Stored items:

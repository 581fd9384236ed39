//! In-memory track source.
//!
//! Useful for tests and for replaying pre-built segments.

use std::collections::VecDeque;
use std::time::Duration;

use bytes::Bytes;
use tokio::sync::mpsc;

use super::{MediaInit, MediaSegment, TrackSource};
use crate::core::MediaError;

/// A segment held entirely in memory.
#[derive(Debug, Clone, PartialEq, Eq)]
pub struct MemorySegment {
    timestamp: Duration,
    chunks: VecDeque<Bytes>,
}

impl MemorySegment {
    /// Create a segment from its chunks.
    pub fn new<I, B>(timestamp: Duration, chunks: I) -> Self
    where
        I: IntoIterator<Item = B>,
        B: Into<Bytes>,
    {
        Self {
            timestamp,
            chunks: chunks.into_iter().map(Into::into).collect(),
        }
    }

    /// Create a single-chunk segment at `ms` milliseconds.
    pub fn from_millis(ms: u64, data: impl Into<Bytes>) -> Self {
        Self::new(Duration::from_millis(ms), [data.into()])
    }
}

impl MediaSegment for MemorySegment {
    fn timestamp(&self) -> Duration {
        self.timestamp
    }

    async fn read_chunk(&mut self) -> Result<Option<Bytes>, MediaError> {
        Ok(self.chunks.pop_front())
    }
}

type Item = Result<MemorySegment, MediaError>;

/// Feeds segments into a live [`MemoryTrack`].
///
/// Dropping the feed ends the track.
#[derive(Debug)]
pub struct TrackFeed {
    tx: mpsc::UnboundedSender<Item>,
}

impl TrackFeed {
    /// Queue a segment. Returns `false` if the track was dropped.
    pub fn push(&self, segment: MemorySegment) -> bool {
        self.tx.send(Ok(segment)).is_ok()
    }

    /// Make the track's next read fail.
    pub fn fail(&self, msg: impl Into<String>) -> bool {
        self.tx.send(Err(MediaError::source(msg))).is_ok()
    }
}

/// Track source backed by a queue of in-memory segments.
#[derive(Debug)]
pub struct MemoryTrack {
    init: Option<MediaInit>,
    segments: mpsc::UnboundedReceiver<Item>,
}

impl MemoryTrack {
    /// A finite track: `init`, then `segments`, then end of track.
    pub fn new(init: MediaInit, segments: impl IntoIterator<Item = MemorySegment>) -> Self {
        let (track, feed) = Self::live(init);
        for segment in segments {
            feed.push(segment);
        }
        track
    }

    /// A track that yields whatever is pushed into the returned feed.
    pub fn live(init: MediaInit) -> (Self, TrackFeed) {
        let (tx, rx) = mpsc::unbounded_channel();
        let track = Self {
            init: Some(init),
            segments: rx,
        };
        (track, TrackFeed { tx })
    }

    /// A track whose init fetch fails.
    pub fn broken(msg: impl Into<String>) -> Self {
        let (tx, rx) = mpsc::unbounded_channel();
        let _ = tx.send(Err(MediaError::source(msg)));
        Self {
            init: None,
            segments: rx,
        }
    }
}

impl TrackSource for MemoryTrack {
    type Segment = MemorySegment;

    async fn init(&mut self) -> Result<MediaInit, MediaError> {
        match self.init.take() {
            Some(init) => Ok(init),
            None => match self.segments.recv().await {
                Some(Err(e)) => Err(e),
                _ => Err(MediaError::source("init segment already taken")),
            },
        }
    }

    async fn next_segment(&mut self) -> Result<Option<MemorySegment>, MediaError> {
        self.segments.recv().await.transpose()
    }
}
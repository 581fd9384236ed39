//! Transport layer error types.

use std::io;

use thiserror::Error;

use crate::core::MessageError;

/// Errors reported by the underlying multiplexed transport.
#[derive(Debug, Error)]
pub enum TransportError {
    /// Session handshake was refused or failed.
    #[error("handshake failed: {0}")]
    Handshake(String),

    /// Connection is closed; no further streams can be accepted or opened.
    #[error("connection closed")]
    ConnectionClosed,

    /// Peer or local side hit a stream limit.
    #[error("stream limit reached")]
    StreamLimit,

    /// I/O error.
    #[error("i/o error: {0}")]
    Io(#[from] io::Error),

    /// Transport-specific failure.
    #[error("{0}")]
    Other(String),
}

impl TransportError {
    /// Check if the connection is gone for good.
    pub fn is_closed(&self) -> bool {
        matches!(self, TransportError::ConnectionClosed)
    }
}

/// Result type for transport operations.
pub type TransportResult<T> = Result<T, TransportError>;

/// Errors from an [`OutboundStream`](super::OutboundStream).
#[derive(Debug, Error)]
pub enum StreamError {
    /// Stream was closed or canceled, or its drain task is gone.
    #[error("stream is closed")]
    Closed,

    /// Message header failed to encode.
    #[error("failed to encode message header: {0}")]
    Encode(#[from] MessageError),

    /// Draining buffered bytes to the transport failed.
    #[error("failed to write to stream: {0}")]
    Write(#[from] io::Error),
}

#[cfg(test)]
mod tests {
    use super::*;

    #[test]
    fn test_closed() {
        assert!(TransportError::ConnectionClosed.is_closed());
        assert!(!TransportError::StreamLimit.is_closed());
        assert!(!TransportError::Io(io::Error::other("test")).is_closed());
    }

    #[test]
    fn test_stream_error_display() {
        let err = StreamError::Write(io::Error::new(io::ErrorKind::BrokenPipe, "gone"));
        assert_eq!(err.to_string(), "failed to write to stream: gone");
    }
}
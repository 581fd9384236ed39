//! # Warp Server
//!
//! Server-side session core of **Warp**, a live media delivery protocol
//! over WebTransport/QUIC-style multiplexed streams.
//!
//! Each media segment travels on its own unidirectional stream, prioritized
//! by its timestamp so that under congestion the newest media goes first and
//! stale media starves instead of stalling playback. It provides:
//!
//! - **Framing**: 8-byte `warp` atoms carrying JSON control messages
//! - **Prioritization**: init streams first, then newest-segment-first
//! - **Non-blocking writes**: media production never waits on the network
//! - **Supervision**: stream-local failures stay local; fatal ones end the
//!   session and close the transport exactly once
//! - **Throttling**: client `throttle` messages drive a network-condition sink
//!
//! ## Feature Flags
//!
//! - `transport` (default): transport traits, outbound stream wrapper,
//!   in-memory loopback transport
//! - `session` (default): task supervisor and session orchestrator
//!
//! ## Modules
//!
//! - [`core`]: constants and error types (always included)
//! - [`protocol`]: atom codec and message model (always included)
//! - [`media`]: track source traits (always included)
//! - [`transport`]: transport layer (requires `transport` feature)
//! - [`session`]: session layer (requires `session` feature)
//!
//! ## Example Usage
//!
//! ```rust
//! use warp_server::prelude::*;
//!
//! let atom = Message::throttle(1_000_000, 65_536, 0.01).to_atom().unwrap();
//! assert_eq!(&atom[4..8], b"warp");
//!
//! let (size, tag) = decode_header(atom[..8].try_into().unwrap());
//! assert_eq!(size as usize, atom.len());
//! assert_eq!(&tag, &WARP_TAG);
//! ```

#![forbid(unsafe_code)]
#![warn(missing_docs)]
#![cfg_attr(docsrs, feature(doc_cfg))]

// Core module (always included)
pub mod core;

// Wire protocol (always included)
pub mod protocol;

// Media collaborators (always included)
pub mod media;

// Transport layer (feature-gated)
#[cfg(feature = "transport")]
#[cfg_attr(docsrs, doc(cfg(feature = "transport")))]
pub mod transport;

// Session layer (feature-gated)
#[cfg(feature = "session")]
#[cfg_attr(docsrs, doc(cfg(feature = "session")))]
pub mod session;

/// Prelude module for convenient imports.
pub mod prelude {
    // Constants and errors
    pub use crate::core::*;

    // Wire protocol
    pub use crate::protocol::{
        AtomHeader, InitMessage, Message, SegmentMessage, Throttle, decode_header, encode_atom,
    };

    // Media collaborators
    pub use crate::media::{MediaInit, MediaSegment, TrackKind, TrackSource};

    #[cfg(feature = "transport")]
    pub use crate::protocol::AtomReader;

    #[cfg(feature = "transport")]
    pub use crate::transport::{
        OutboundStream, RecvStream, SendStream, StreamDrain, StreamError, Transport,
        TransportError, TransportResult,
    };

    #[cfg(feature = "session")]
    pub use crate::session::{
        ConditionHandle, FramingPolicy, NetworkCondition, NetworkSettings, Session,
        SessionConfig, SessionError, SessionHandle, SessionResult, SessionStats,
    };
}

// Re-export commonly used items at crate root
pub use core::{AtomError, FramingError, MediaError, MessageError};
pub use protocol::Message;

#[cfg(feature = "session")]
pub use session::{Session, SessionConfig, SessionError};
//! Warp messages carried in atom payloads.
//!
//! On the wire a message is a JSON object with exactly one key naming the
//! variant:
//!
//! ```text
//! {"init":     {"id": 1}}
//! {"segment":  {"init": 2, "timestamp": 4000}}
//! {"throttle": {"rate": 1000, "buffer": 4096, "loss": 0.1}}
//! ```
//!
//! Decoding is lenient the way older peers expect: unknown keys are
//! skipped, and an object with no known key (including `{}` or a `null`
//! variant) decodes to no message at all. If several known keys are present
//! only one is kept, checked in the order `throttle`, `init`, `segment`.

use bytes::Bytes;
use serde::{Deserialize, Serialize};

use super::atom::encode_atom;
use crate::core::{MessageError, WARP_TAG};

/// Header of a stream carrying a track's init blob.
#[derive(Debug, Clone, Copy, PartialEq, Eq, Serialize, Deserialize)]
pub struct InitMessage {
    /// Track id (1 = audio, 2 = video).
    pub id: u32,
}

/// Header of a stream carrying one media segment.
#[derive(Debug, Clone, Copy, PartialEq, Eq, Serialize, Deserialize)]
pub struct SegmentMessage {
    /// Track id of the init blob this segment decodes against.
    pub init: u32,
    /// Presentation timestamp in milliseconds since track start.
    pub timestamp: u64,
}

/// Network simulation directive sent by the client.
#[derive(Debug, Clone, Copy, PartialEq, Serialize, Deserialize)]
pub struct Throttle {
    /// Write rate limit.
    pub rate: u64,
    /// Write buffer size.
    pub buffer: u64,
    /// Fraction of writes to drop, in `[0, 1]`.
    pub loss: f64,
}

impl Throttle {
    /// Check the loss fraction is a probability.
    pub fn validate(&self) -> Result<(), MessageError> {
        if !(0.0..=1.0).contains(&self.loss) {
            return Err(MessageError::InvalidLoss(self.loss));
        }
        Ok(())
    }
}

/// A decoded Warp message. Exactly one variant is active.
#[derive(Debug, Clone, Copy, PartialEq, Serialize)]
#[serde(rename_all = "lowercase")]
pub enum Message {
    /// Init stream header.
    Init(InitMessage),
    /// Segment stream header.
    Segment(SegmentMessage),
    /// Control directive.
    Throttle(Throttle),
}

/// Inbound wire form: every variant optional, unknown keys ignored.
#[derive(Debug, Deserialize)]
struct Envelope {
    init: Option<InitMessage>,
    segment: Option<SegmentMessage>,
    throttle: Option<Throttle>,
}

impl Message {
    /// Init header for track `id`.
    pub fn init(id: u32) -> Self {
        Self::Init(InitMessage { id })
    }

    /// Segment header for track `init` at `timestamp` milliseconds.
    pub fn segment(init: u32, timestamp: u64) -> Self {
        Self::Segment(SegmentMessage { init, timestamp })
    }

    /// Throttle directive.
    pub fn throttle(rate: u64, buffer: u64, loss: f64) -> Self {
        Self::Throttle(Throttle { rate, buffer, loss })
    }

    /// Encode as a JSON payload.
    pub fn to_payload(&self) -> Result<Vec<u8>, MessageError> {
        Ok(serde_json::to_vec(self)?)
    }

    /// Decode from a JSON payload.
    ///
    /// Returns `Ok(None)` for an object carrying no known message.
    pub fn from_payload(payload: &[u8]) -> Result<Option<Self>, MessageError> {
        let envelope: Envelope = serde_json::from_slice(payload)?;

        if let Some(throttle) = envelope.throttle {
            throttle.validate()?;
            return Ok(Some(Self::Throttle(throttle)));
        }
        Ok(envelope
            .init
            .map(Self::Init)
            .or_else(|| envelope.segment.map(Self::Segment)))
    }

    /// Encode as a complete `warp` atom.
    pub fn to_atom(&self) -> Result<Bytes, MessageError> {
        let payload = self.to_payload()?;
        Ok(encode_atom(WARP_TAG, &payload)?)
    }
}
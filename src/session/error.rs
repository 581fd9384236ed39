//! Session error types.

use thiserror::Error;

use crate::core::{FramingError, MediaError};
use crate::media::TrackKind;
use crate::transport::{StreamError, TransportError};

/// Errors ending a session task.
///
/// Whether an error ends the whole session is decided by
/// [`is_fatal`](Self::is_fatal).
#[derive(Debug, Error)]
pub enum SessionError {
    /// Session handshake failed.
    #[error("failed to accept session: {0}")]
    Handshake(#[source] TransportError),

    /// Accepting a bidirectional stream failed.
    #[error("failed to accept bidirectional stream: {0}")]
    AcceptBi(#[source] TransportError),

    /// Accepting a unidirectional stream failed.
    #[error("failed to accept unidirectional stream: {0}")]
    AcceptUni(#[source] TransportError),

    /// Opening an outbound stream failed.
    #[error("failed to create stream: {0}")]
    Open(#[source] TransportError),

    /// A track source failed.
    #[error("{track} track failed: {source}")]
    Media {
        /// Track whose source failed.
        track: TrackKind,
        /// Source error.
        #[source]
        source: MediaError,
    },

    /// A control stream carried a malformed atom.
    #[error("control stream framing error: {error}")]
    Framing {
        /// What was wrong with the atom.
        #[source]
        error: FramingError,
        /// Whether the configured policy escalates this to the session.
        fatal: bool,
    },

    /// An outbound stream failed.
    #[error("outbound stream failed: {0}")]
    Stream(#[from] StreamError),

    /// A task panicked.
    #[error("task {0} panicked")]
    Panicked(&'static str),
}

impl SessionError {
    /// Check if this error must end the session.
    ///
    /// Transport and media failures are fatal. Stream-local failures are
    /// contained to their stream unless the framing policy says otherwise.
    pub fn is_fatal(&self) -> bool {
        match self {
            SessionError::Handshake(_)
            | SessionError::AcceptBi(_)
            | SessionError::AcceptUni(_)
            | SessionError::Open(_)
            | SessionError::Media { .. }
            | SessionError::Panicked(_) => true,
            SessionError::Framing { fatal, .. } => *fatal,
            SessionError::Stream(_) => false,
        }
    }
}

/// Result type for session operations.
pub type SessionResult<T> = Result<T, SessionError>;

THE PROBLEM —
Search the data above and return each line in which "Whether" occurs.

RESULT BELOW —
/// Whether an error ends the whole session is decided by
        /// Whether the configured policy escalates this to the session.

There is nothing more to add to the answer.